-- Requirement --
Restate every entry word for word.

-- Material to process --
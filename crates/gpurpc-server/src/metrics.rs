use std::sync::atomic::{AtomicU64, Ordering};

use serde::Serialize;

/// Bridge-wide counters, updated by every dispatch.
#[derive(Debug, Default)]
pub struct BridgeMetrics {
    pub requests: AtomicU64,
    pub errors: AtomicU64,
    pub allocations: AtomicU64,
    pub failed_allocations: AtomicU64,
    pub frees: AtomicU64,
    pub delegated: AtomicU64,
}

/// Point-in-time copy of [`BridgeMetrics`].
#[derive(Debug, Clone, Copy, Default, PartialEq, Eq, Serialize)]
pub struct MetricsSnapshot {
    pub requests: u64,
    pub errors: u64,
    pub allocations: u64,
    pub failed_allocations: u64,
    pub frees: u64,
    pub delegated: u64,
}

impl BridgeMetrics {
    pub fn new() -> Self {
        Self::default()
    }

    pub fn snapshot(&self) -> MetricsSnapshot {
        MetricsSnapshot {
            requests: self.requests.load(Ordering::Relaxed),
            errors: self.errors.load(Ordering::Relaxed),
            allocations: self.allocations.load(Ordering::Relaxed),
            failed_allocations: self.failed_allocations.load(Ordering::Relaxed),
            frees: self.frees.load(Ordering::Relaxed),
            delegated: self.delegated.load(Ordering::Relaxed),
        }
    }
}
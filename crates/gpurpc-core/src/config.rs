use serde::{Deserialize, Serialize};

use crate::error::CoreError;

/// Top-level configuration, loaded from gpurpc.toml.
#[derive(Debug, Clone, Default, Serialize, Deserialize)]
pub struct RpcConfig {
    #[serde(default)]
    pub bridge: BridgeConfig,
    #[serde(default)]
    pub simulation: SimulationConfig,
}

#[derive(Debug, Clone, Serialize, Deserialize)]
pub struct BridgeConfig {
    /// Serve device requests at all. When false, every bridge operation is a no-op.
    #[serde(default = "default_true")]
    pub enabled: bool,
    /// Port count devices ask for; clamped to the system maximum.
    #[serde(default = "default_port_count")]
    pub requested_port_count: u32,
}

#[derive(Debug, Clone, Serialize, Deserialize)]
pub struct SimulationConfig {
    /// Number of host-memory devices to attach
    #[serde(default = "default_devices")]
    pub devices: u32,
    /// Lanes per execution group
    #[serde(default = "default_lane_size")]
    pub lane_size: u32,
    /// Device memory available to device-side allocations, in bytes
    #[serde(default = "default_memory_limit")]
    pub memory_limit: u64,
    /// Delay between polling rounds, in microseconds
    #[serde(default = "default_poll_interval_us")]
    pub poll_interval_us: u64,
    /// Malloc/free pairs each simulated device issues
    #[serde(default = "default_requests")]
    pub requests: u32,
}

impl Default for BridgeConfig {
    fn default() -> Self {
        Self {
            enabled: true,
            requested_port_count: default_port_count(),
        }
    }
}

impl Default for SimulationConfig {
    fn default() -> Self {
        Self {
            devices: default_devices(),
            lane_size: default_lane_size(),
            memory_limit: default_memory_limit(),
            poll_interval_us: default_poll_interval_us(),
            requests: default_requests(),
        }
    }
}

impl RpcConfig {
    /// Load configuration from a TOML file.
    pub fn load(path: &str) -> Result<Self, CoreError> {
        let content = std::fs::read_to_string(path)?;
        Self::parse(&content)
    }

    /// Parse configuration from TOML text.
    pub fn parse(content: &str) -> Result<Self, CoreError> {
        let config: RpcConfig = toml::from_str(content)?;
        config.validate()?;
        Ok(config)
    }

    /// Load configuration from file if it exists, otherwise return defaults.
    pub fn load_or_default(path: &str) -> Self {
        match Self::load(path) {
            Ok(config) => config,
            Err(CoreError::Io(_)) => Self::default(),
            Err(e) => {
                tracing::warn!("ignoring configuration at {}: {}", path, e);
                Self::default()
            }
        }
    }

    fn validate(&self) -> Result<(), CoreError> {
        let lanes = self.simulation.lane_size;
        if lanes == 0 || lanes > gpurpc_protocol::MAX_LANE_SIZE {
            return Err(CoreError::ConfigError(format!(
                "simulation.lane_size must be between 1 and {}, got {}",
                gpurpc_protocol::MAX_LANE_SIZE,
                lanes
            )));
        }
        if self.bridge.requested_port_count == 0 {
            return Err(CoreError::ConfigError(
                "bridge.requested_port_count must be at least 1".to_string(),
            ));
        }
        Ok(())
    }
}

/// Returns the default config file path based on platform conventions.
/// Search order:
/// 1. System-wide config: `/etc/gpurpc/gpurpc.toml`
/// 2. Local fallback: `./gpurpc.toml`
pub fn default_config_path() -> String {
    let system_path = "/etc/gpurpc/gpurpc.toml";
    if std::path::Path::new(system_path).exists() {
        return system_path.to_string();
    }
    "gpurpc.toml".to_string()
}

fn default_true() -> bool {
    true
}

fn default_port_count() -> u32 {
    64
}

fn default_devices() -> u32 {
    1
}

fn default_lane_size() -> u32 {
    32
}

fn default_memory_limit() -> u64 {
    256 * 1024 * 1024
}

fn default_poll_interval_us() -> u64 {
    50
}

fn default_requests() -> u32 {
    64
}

-- Response area --
filename crates/gpurpc-server/src/metrics.rs
use std::sync::atomic::{AtomicU64, Ordering};

use serde::Serialize;

/// Bridge-wide counters, updated by every dispatch.
#[derive(Debug, Default)]
pub struct BridgeMetrics {
    pub requests: AtomicU64,
    pub errors: AtomicU64,
    pub allocations: AtomicU64,
    pub failed_allocations: AtomicU64,
    pub frees: AtomicU64,
    pub delegated: AtomicU64,
}

/// Point-in-time copy of [`BridgeMetrics`].
#[derive(Debug, Clone, Copy, Default, PartialEq, Eq, Serialize)]
pub struct MetricsSnapshot {
    pub requests: u64,
    pub errors: u64,
    pub allocations: u64,
    pub failed_allocations: u64,
    pub frees: u64,
    pub delegated: u64,
}

impl BridgeMetrics {
    pub fn new() -> Self {
        Self::default()
    }

    pub fn snapshot(&self) -> MetricsSnapshot {
        MetricsSnapshot {
            requests: self.requests.load(Ordering::Relaxed),
            errors: self.errors.load(Ordering::Relaxed),
            allocations: self.allocations.load(Ordering::Relaxed),
            failed_allocations: self.failed_allocations.load(Ordering::Relaxed),
            frees: self.frees.load(Ordering::Relaxed),
            delegated: self.delegated.load(Ordering::Relaxed),
        }
    }
}
filename crates/gpurpc-core/src/config.rs
use serde::{Deserialize, Serialize};

use crate::error::CoreError;

/// Top-level configuration, loaded from gpurpc.toml.
#[derive(Debug, Clone, Default, Serialize, Deserialize)]
pub struct RpcConfig {
    #[serde(default)]
    pub bridge: BridgeConfig,
    #[serde(default)]
    pub simulation: SimulationConfig,
}

#[derive(Debug, Clone, Serialize, Deserialize)]
pub struct BridgeConfig {
    /// Serve device requests at all. When false, every bridge operation is a no-op.
    #[serde(default = "default_true")]
    pub enabled: bool,
    /// Port count devices ask for; clamped to the system maximum.
    #[serde(default = "default_port_count")]
    pub requested_port_count: u32,
}

#[derive(Debug, Clone, Serialize, Deserialize)]
pub struct SimulationConfig {
    /// Number of host-memory devices to attach
    #[serde(default = "default_devices")]
    pub devices: u32,
    /// Lanes per execution group
    #[serde(default = "default_lane_size")]
    pub lane_size: u32,
    /// Device memory available to device-side allocations, in bytes
    #[serde(default = "default_memory_limit")]
    pub memory_limit: u64,
    /// Delay between polling rounds, in microseconds
    #[serde(default = "default_poll_interval_us")]
    pub poll_interval_us: u64,
    /// Malloc/free pairs each simulated device issues
    #[serde(default = "default_requests")]
    pub requests: u32,
}

impl Default for BridgeConfig {
    fn default() -> Self {
        Self {
            enabled: true,
            requested_port_count: default_port_count(),
        }
    }
}

impl Default for SimulationConfig {
    fn default() -> Self {
        Self {
            devices: default_devices(),
            lane_size: default_lane_size(),
            memory_limit: default_memory_limit(),
            poll_interval_us: default_poll_interval_us(),
            requests: default_requests(),
        }
    }
}

impl RpcConfig {
    /// Load configuration from a TOML file.
    pub fn load(path: &str) -> Result<Self, CoreError> {
        let content = std::fs::read_to_string(path)?;
        Self::parse(&content)
    }

    /// Parse configuration from TOML text.
    pub fn parse(content: &str) -> Result<Self, CoreError> {
        let config: RpcConfig = toml::from_str(content)?;
        config.validate()?;
        Ok(config)
    }

    /// Load configuration from file if it exists, otherwise return defaults.
    pub fn load_or_default(path: &str) -> Self {
        match Self::load(path) {
            Ok(config) => config,
            Err(CoreError::Io(_)) => Self::default(),
            Err(e) => {
                tracing::warn!("ignoring configuration at {}: {}", path, e);
                Self::default()
            }
        }
    }

    fn validate(&self) -> Result<(), CoreError> {
        let lanes = self.simulation.lane_size;
        if lanes == 0 || lanes > gpurpc_protocol::MAX_LANE_SIZE {
            return Err(CoreError::ConfigError(format!(
                "simulation.lane_size must be between 1 and {}, got {}",
                gpurpc_protocol::MAX_LANE_SIZE,
                lanes
            )));
        }
        if self.bridge.requested_port_count == 0 {
            return Err(CoreError::ConfigError(
                "bridge.requested_port_count must be at least 1".to_string(),
            ));
        }
        Ok(())
    }
}

/// Returns the default config file path based on platform conventions.
/// Search order:
/// 1. System-wide config: `/etc/gpurpc/gpurpc.toml`
/// 2. Local fallback: `./gpurpc.toml`
pub fn default_config_path() -> String {
    let system_path = "/etc/gpurpc/gpurpc.toml";
    if std::path::Path::new(system_path).exists() {
        return system_path.to_string();
    }
    "gpurpc.toml".to_string()
}

fn default_true() -> bool {
    true
}

fn default_port_count() -> u32 {
    64
}

fn default_devices() -> u32 {
    1
}

fn default_lane_size() -> u32 {
    32
}

fn default_memory_limit() -> u64 {
    256 * 1024 * 1024
}

fn default_poll_interval_us() -> u64 {
    50
}

fn default_requests() -> u32 {
    64
}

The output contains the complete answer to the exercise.